Question

The Balmer Rydberg Equation can be extended to ions with only one electron, such
case it has the form
1/lambda=Z^2R(1/m^2-1/n^2) here Z the atomic number. What is the energy of the photon required to
promote an electron in He+ from a 1s orbital to a 2p-orbital
A) 12 hoR
B) 6 hoR
C)3 HCR
D)3/4hcR
please answer and no spamming please I will mark as brainliest ​

Answer 1

Answer:

C

Explanation:

Answer 2

Answer:

The energy of the emitted photon which is required to promote an electron from a 1s-orbital to a 2p-orbital in He⁺ is 3hcR.

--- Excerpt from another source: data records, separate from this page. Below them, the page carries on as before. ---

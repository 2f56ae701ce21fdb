use std::fmt;

pub type Result<T, E = Error> = std::result::Result<T, E>;

/// Boxed error reported by a store client while fetching a referenced
/// document. Retry policy, if any, lives behind the client.
pub type StoreError = Box<dyn std::error::Error + Send + Sync>;

#[derive(Debug)]
pub enum Error {
    /// Corrupt or truncated bytes: an unrecognized element tag, a container
    /// length that disagrees with its contents, an unterminated string, or a
    /// nesting depth past [`MAX_DEPTH`](crate::MAX_DEPTH). Fatal for the
    /// enclosing decode call; a fixed byte buffer cannot succeed on retry.
    MalformedDocument { path: String, detail: String },
    /// The store client failed while resolving a reference. Fatal for the
    /// enclosing decode call; wraps the client's own error.
    StoreFetch {
        path: String,
        collection: String,
        id: String,
        source: StoreError,
    },
}

impl Error {
    pub(crate) fn malformed(path: impl Into<String>, detail: impl Into<String>) -> Self {
        Error::MalformedDocument {
            path: path.into(),
            detail: detail.into(),
        }
    }

    /// Dotted path from the document root to the element being read when the
    /// error occurred. Empty at the root.
    pub fn path(&self) -> &str {
        match self {
            Error::MalformedDocument { path, .. } => path,
            Error::StoreFetch { path, .. } => path,
        }
    }
}

impl fmt::Display for Error {
    fn fmt(&self, f: &mut fmt::Formatter) -> fmt::Result {
        match *self {
            Error::MalformedDocument {
                ref path,
                ref detail,
            } => {
                if path.is_empty() {
                    write!(f, "Malformed document: {}", detail)
                } else {
                    write!(f, "Malformed document at [{}]: {}", path, detail)
                }
            }
            Error::StoreFetch {
                ref path,
                ref collection,
                ref id,
                ref source,
            } => write!(
                f,
                "Store fetch failed at [{}] for {}/{}: {}",
                path, collection, id, source
            ),
        }
    }
}

impl std::error::Error for Error {
    fn source(&self) -> Option<&(dyn std::error::Error + 'static)> {
        match *self {
            Error::StoreFetch { ref source, .. } => Some(source.as_ref()),
            _ => None,
        }
    }
}
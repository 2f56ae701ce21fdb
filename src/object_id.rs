use std::fmt;
use std::str::FromStr;

use serde::{Deserialize, Serialize};

/// 12-byte document identifier, displayed and parsed as 24 hex characters.
#[derive(Clone, Copy, PartialEq, Eq, PartialOrd, Ord, Hash, Serialize, Deserialize)]
pub struct ObjectId([u8; 12]);

impl ObjectId {
    pub fn from_bytes(bytes: [u8; 12]) -> Self {
        ObjectId(bytes)
    }

    pub fn as_bytes(&self) -> &[u8; 12] {
        &self.0
    }

    /// Parse from a 24-character hex string.
    pub fn parse_str(s: &str) -> Option<Self> {
        let mut bytes = [0u8; 12];
        hex::decode_to_slice(s, &mut bytes).ok()?;
        Some(ObjectId(bytes))
    }
}

impl fmt::Display for ObjectId {
    fn fmt(&self, f: &mut fmt::Formatter) -> fmt::Result {
        f.write_str(&hex::encode(self.0))
    }
}

impl fmt::Debug for ObjectId {
    fn fmt(&self, f: &mut fmt::Formatter) -> fmt::Result {
        write!(f, "ObjectId({})", self)
    }
}

impl From<[u8; 12]> for ObjectId {
    fn from(bytes: [u8; 12]) -> Self {
        ObjectId(bytes)
    }
}

impl FromStr for ObjectId {
    type Err = hex::FromHexError;

    fn from_str(s: &str) -> Result<Self, Self::Err> {
        let mut bytes = [0u8; 12];
        hex::decode_to_slice(s, &mut bytes)?;
        Ok(ObjectId(bytes))
    }
}
impl<R: Read> TokenStream<R> {
    pub fn new(input: R) -> Self {
        Self {
            input: Some(input),
            pos: 0,
            frames: Vec::new(),
            pending: None,
        }
    }

    /// Pull the next token. `Ok(None)` once the underlying source is
    /// exhausted at a document boundary, or after [`TokenStream::close`].
    pub fn next(&mut self) -> Result<Option<Token>> {
        if self.input.is_none() {
            return Ok(None);
        }
        if let Some(ty) = self.pending.take() {
            return self.read_value(ty).map(Some);
        }
        if self.frames.is_empty() {
            return if self.begin_top_document()? {
                Ok(Some(Token::DocumentStart))
            } else {
                Ok(None)
            };
        }
        loop {
            let tag = self.read_u8("reading element tag")?;
            if tag == TYPE_END {
                let frame = self.frames.pop().expect("open container");
                if self.pos != frame.end {
                    return Err(Error::malformed(
                        self.current_path(),
                        format!(
                            "container length mismatch: declared end at byte {}, closed at {}",
                            frame.end, self.pos
                        ),
                    ));
                }
                return Ok(Some(if frame.array {
                    Token::ArrayEnd
                } else {
                    Token::DocumentEnd
                }));
            }
            let Some(ty) = ElementType::from_u8(tag) else {
                return Err(Error::malformed(
                    self.current_path(),
                    format!("unknown element type 0x{:02x}", tag),
                ));
            };
            if ty == ElementType::Undefined {
                // undefined elements are dropped without a token
                self.read_cstring("skipping undefined element")?;
                continue;
            }
            let in_array = self.frames.last().map(|f| f.array).unwrap_or(false);
            if in_array {
                // positional: the on-wire index name is discarded
                self.read_cstring("discarding array index")?;
                return self.read_value(ty).map(Some);
            }
            let name = self.read_cstring("reading field name")?;
            if let Some(f) = self.frames.last_mut() {
                f.field = Some(name.clone());
            }
            self.pending = Some(ty);
            return Ok(Some(Token::FieldName(name)));
        }
    }

    /// Dotted field path from the document root to the element currently
    /// being read. Array elements contribute no segment. Empty at the root.
    pub fn current_path(&self) -> String {
        let mut path = String::new();
        for frame in &self.frames {
            if let Some(field) = frame.field.as_deref() {
                if !path.is_empty() {
                    path.push('.');
                }
                path.push_str(field);
            }
        }
        path
    }

    /// Number of open containers.
    pub fn depth(&self) -> usize {
        self.frames.len()
    }

    /// Bytes consumed from the source so far.
    pub fn position(&self) -> u64 {
        self.pos
    }

    /// Release the underlying byte source. Further calls to
    /// [`TokenStream::next`] return `Ok(None)`; closing twice is a no-op.
    pub fn close(&mut self) {
        self.input = None;
    }

    pub fn is_closed(&self) -> bool {
        self.input.is_none()
    }

    fn begin_top_document(&mut self) -> Result<bool> {
        let input = self.input.as_mut().expect("open input");
        let mut buf = [0u8; 4];
        let mut filled = 0;
        while filled < buf.len() {
            match input.read(&mut buf[filled..]) {
                Ok(0) if filled == 0 => return Ok(false),
                Ok(0) => {
                    return Err(Error::malformed(
                        "",
                        "not enough bytes for document length",
                    ))
                }
                Ok(n) => filled += n,
                Err(e) if e.kind() == ErrorKind::Interrupted => continue,
                Err(e) => {
                    return Err(Error::malformed(
                        "",
                        format!("failed reading document length: {}", e),
                    ))
                }
            }
        }
        self.pos += 4;
        self.push_frame(false, i32::from_le_bytes(buf))?;
        Ok(true)
    }

    fn read_value(&mut self, ty: ElementType) -> Result<Token> {
        let scalar = match ty {
            ElementType::Document => {
                let len = self.read_i32("reading document length")?;
                self.push_frame(false, len)?;
                return Ok(Token::DocumentStart);
            }
            ElementType::Array => {
                let len = self.read_i32("reading array length")?;
                self.push_frame(true, len)?;
                return Ok(Token::ArrayStart);
            }
            ElementType::Double => Scalar::Double(self.read_f64("reading double")?),
            ElementType::String => Scalar::String(self.read_string("reading string")?),
            ElementType::Binary => self.read_binary()?,
            ElementType::Undefined => {
                return Err(Error::malformed(
                    self.current_path(),
                    "undefined element carries no value",
                ))
            }
            ElementType::ObjectId => Scalar::ObjectId(self.read_object_id()?),
            ElementType::Bool => Scalar::Bool(self.read_u8("reading boolean")? != 0),
            ElementType::DateTime => Scalar::DateTime(self.read_i64("reading datetime")?),
            ElementType::Null => Scalar::Null,
            ElementType::Regex => {
                let pattern = self.read_cstring("reading regex pattern")?;
                let options = self.read_cstring("reading regex options")?;
                for c in options.chars() {
                    // i/m/s/u map to flags, l/x are accepted and inert
                    if !matches!(c, 'i' | 'm' | 's' | 'u' | 'l' | 'x') {
                        return Err(Error::malformed(
                            self.current_path(),
                            format!("invalid regex option '{}'", c),
                        ));
                    }
                }
                Scalar::Regex { pattern, options }
            }
            ElementType::DbPointer => Scalar::DbPointer {
                namespace: self.read_string("reading pointer namespace")?,
                id: self.read_object_id()?,
            },
            ElementType::JavaScript => Scalar::JavaScript(self.read_string("reading code")?),
            ElementType::Symbol => Scalar::Symbol(self.read_string("reading symbol")?),
            ElementType::JavaScriptWithScope => self.read_code_with_scope()?,
            ElementType::Int32 => Scalar::Int32(self.read_i32("reading int32")?),
            ElementType::Timestamp => {
                let increment = self.read_u32("reading timestamp increment")?;
                let time = self.read_u32("reading timestamp time")?;
                Scalar::Timestamp { time, increment }
            }
            ElementType::Int64 => Scalar::Int64(self.read_i64("reading int64")?),
            ElementType::MaxKey => Scalar::MaxKey,
            ElementType::MinKey => Scalar::MinKey,
        };
        Ok(Token::Value(scalar))
    }

    fn read_binary(&mut self) -> Result<Scalar> {
        let len = self.read_i32("reading binary length")?;
        if len < 0 {
            return Err(Error::malformed(
                self.current_path(),
                format!("invalid binary length {}", len),
            ));
        }
        let subtype = self.read_u8("reading binary subtype")?;
        let bytes = if subtype == SUBTYPE_BINARY_OLD {
            // old subtype nests a second length ahead of the payload
            let inner = self.read_i32("reading binary inner length")?;
            if inner != len - 4 {
                return Err(Error::malformed(
                    self.current_path(),
                    format!(
                        "binary subtype 0x02 inner length {} disagrees with outer {}",
                        inner, len
                    ),
                ));
            }
            self.read_bytes(inner as usize, "reading binary payload")?
        } else {
            self.read_bytes(len as usize, "reading binary payload")?
        };
        Ok(Scalar::Binary { subtype, bytes })
    }

    fn read_code_with_scope(&mut self) -> Result<Scalar> {
        // total length covers itself, the code string, and the scope
        self.read_i32("reading code-with-scope length")?;
        let code = self.read_string("reading code")?;
        let scope_len = self.read_i32("reading scope length")?;
        if scope_len < 5 {
            return Err(Error::malformed(
                self.current_path(),
                format!("invalid scope document length {}", scope_len),
            ));
        }
        let body = self.read_bytes(scope_len as usize - 4, "reading scope")?;
        let mut scope = Vec::with_capacity(scope_len as usize);
        scope.extend_from_slice(&scope_len.to_le_bytes());
        scope.extend_from_slice(&body);
        Ok(Scalar::JavaScriptWithScope { code, scope })
    }

    fn push_frame(&mut self, array: bool, len: i32) -> Result<()> {
        if len < 5 {
            return Err(Error::malformed(
                self.current_path(),
                format!("container length {} too small", len),
            ));
        }
        if len as usize > MAX_DOC_SIZE {
            return Err(Error::malformed(
                self.current_path(),
                format!("container length {} exceeds maximum {}", len, MAX_DOC_SIZE),
            ));
        }
        let end = self.pos - 4 + len as u64;
        if let Some(parent) = self.frames.last() {
            if end > parent.end {
                return Err(Error::malformed(
                    self.current_path(),
                    format!(
                        "container length {} exceeds the enclosing document's remaining bytes",
                        len
                    ),
                ));
            }
        }
        if self.frames.len() >= MAX_DEPTH {
            return Err(Error::malformed(self.current_path(), "depth limit exceeded"));
        }
        self.frames.push(Frame {
            array,
            end,
            field: None,
        });
        Ok(())
    }

    fn check_bounds(&self, n: u64, step: &str) -> Result<()> {
        if let Some(frame) = self.frames.last() {
            if self.pos + n > frame.end {
                return Err(Error::malformed(
                    self.current_path(),
                    format!("element extends past its container while {}", step),
                ));
            }
        }
        Ok(())
    }

    fn truncated(&self, step: &str) -> Error {
        Error::malformed(
            self.current_path(),
            format!("unexpected end of input while {}", step),
        )
    }

    fn read_u8(&mut self, step: &str) -> Result<u8> {
        self.check_bounds(1, step)?;
        let input = self.input.as_mut().expect("open input");
        match input.read_u8() {
            Ok(v) => {
                self.pos += 1;
                Ok(v)
            }
            Err(_) => Err(self.truncated(step)),
        }
    }

    fn read_i32(&mut self, step: &str) -> Result<i32> {
        self.check_bounds(4, step)?;
        let input = self.input.as_mut().expect("open input");
        match input.read_i32::<LittleEndian>() {
            Ok(v) => {
                self.pos += 4;
                Ok(v)
            }
            Err(_) => Err(self.truncated(step)),
        }
    }

    fn read_u32(&mut self, step: &str) -> Result<u32> {
        self.check_bounds(4, step)?;
        let input = self.input.as_mut().expect("open input");
        match input.read_u32::<LittleEndian>() {
            Ok(v) => {
                self.pos += 4;
                Ok(v)
            }
            Err(_) => Err(self.truncated(step)),
        }
    }

    fn read_i64(&mut self, step: &str) -> Result<i64> {
        self.check_bounds(8, step)?;
        let input = self.input.as_mut().expect("open input");
        match input.read_i64::<LittleEndian>() {
            Ok(v) => {
                self.pos += 8;
                Ok(v)
            }
            Err(_) => Err(self.truncated(step)),
        }
    }

    fn read_f64(&mut self, step: &str) -> Result<f64> {
        self.check_bounds(8, step)?;
        let input = self.input.as_mut().expect("open input");
        match input.read_f64::<LittleEndian>() {
            Ok(v) => {
                self.pos += 8;
                Ok(v)
            }
            Err(_) => Err(self.truncated(step)),
        }
    }

    fn read_bytes(&mut self, len: usize, step: &str) -> Result<Vec<u8>> {
        self.check_bounds(len as u64, step)?;
        let input = self.input.as_mut().expect("open input");
        let mut buf = vec![0u8; len];
        match input.read_exact(&mut buf) {
            Ok(()) => {
                self.pos += len as u64;
                Ok(buf)
            }
            Err(_) => Err(self.truncated(step)),
        }
    }

    fn read_object_id(&mut self) -> Result<ObjectId> {
        let bytes = self.read_bytes(12, "reading object id")?;
        let mut id = [0u8; 12];
        id.copy_from_slice(&bytes);
        Ok(ObjectId::from_bytes(id))
    }

    /// A NUL-terminated string.
    fn read_cstring(&mut self, step: &str) -> Result<String> {
        let mut bytes = Vec::new();
        loop {
            let b = self.read_u8(step)?;
            if b == 0 {
                break;
            }
            bytes.push(b);
        }
        String::from_utf8(bytes)
            .map_err(|e| Error::malformed(self.current_path(), format!("invalid UTF-8: {}", e)))
    }

    /// A length-prefixed string: int32 byte count (terminator included),
    /// the bytes, then a NUL which must be present as declared.
    fn read_string(&mut self, step: &str) -> Result<String> {
        let len = self.read_i32(step)?;
        if len <= 0 {
            return Err(Error::malformed(
                self.current_path(),
                format!("invalid string length {}", len),
            ));
        }
        let bytes = self.read_bytes(len as usize - 1, step)?;
        let terminator = self.read_u8(step)?;
        if terminator != 0 {
            return Err(Error::malformed(
                self.current_path(),
                "string not terminated as declared",
            ));
        }
        String::from_utf8(bytes)
            .map_err(|e| Error::malformed(self.current_path(), format!("invalid UTF-8: {}", e)))
    }
}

Therefore, option c) 3hcR is the correct option.

Explanation:

Given,

An electron in He⁺ is promoted from a 1s-orbital to a 2p-orbital.

Therefore,

The radial quantum number of the initial state, m = 1

The radial quantum number of the final state, n = 2

The energy of the photon required to promote an electron in He⁺ from a 1s-orbital to a 2p-orbital, E =?

As we know,

• The Balmer-Rydberg equation can be extended to ions with only one electron, like He⁺.
• The Rydberg equation is used to calculate the wavelength of element spectral lines as given below:
• $\frac{1}{\lambda} = RZ^{2} [\frac{1}{m^{2} } - \frac{1}{n^{2} } ]$

Here,

• λ = The wavelength of the emitted photon
• R = The Rydberg constant
• Z = The atomic number of the atom( He⁺ ) = 2
• m = The radial quantum number of the initial state
• n = The radial quantum number of the final state

After putting all the values in the Balmer-Rydberg equation, we get:

• $\frac{1}{\lambda} = R(2)^{2} [\frac{1}{(1)^{2} } - \frac{1}{(2)^{2} } ]$
• $\frac{1}{\lambda} = 4R [\frac{1}{1 } - \frac{1}{4 } ]$
• $\frac{1}{\lambda} = 4R [\frac{4-1}{4} ]$
• $\frac{1}{\lambda} = 3R$

Hence, λ = $\frac{1}{3R}$

Now, as we know that the frequency (v) can be calculated by the equation:

• $v = \frac{c}{\lambda}$

Here,

• v = The frequency of the emitted photon
• c = Speed of the light
• λ = The wavelength of the emitted photon

After putting the value of λ in the equation, we get:

• $v = \frac{c}{1/3R}$
• $v = 3Rc$

As we know,

• The energy of the photon is calculated by the equation:
• E = hv

Here,

• E = The energy of the photon
• h = The Planck's constant
• v = The frequency of the emitted photon

After putting the value of v in the equation, we get:

• E = h3Rc = 3hcR

Therefore, the energy of the photon is 3hcR.